Consider these examples:

  • The survival rate of this surgery is 99%
  • 1% of patients die as a result of this surgery
  • 1 in 100 patients die as a result of this surgery

These are all different ways to say the same thing, but may have evoked different emotional reactions. The framing of an issue can lead to significant differences in our conclusions on the same data, and this is true of experts as well as amateurs. Kahnemann offers this example:

“Two alternative programs to combat a disease have been proposed. Assume that the exact scientific estimates of the consequences of the programs are as follows: If program A is adopted, 200 people will be saved. If program B is adopted, there is a one-third probability that 600 people will be saved and a two-thirds probability that no people will be saved. A substantial majority of respondents choose program A: they prefer the certain option over the gamble. The outcomes of the programs are framed differently in a second version: If program A’ is adopted, 400 people will die. If program B’ is adopted, there is a one-third probability that nobody will die and a two-thirds probability that 600 people will die. Look closely and compare the two versions: the consequences of programs A and A’ are identical; so are the consequences of programs B and B’. In the second frame, however, a large majority of people choose the gamble.”

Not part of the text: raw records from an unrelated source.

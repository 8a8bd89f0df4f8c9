// Copyright 2025 Fernando Borretti
//
// Licensed under the Apache License, Version 2.0 (the "License");
// you may not use this file except in compliance with the License.
// You may obtain a copy of the License at
//
//     http://www.apache.org/licenses/LICENSE-2.0
//
// Unless required by applicable law or agreed to in writing, software
// distributed under the License is distributed on an "AS IS" BASIS,
// WITHOUT WARRANTIES OR CONDITIONS OF ANY KIND, either express or implied.
// See the License for the specific language governing permissions and
// limitations under the License.

use contagem_core::instance::ClientInstance;
use maud::DOCTYPE;
use maud::Markup;
use maud::html;

use crate::cmd::serve::server::TITULO;

pub fn page_template(body: Markup) -> Markup {
    html! {
        (DOCTYPE)
        html lang="pt-br" {
            head {
                meta charset="utf-8";
                meta name="viewport" content="width=device-width, initial-scale=1";
                title { (TITULO) }
                link rel="stylesheet" href="/style.css";
            }
            body {
                (body)
            }
        }
    }
}

/// The practice page: the four cards and one button per alternative. The
/// rendered markup only sees the redacted instance, so the answer cannot
/// be scraped out of the page source.
pub fn quiz_page(instance: &ClientInstance) -> Markup {
    page_template(html! {
        main {
            h1 { (TITULO) }
            p.prompt { "Quantos pontos os cartões virados para cima mostram no total?" }
            div.cards {
                @for (card, bit) in instance.cards.iter().zip(instance.bits.iter()) {
                    @if *bit == 1 {
                        div.card.face-up { (card) }
                    } @else {
                        div.card.face-down { "?" }
                    }
                }
            }
            form method="post" action="/" {
                input type="hidden" name="seed" value=(instance.seed);
                div.alternatives {
                    @for alt in &instance.alternatives {
                        button.alternative type="submit" name="alternative" value=(alt.id) {
                            span.label { (alt.label) }
                            span.value { (alt.value) }
                        }
                    }
                }
            }
        }
    })
}

pub fn answer_page(correct: bool) -> Markup {
    page_template(html! {
        main {
            h1 { (TITULO) }
            @if correct {
                p.result.right { "Correto!" }
            } @else {
                p.result.wrong { "Incorreto." }
            }
            p { a href="/" { "Tentar outra" } }
        }
    })
}
// Copyright 2025 Fernando Borretti
//
// Licensed under the Apache License, Version 2.0 (the "License");
// you may not use this file except in compliance with the License.
// You may obtain a copy of the License at
//
//     http://www.apache.org/licenses/LICENSE-2.0
//
// Unless required by applicable law or agreed to in writing, software
// distributed under the License is distributed on an "AS IS" BASIS,
// WITHOUT WARRANTIES OR CONDITIONS OF ANY KIND, either express or implied.
// See the License for the specific language governing permissions and
// limitations under the License.

mod cli;
mod cmd;
mod utils;

use std::process::exit;

use crate::cli::entrypoint;

#[tokio::main]
async fn main() {
    env_logger::init();
    if let Err(e) = entrypoint().await {
        eprintln!("{e}");
        exit(1);
    }
}
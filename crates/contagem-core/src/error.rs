// Copyright 2025 Fernando Borretti
//
// Licensed under the Apache License, Version 2.0 (the "License");
// you may not use this file except in compliance with the License.
// You may obtain a copy of the License at
//
//     http://www.apache.org/licenses/LICENSE-2.0
//
// Unless required by applicable law or agreed to in writing, software
// distributed under the License is distributed on an "AS IS" BASIS,
// WITHOUT WARRANTIES OR CONDITIONS OF ANY KIND, either express or implied.
// See the License for the specific language governing permissions and
// limitations under the License.

use std::error::Error;
use std::fmt::Display;
use std::fmt::Formatter;

use crate::instance::InstanceGenerationFailure;

#[derive(Debug, PartialEq)]
pub struct ErrorReport {
    message: String,
}

impl ErrorReport {
    pub fn new(msg: impl Into<String>) -> Self {
        ErrorReport {
            message: msg.into(),
        }
    }
}

impl From<std::io::Error> for ErrorReport {
    fn from(value: std::io::Error) -> Self {
        ErrorReport {
            message: format!("I/O error: {value:#?}"),
        }
    }
}

impl From<serde_json::Error> for ErrorReport {
    fn from(value: serde_json::Error) -> Self {
        ErrorReport {
            message: format!("JSON error: {value:#?}"),
        }
    }
}

#[cfg(feature = "reqwest")]
impl From<reqwest::Error> for ErrorReport {
    fn from(value: reqwest::Error) -> Self {
        ErrorReport {
            message: format!("HTTP error: {value:#?}"),
        }
    }
}

impl From<InstanceGenerationFailure> for ErrorReport {
    fn from(value: InstanceGenerationFailure) -> Self {
        ErrorReport {
            message: format!("Instance generation error: {value}"),
        }
    }
}

impl Display for ErrorReport {
    fn fmt(&self, f: &mut Formatter) -> std::fmt::Result {
        write!(f, "error: {}", self.message)
    }
}

impl Error for ErrorReport {
    fn description(&self) -> &str {
        &self.message
    }
}

pub type Fallible<T> = Result<T, ErrorReport>;

pub fn fail<T>(msg: impl Into<String>) -> Fallible<T> {
    Err(ErrorReport {
        message: msg.into(),
    })
}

The Availability Heuristic & Negativity Bias

System 1 cares more about the coherence of a story than it does about its actual truth or falsehood. The ease with which we retrieve examples is more important to our system 1’s view of the world than the veracity of those examples, or the actual statistics of the issue. This ‘availability heuristic’ results in weighing things we hear more about as more frequent – for example violent crime, which we hear of in the news. We’ve seen in the above examples that our ability to do statistical analysis on the spot is extremely flawed and subject to the emotional weight it’s framed in. The double-whammy of this heuristic is we are also primed to notice bad or dangerous things more readily than good things, resulting in a bias towards negativity. An angry face will stand out to us in a happy crowd, but a happy face will not stand out in an angry one nearly as starkly. We are naturally disposed to be wary of danger, and weigh it more highly in our calculations.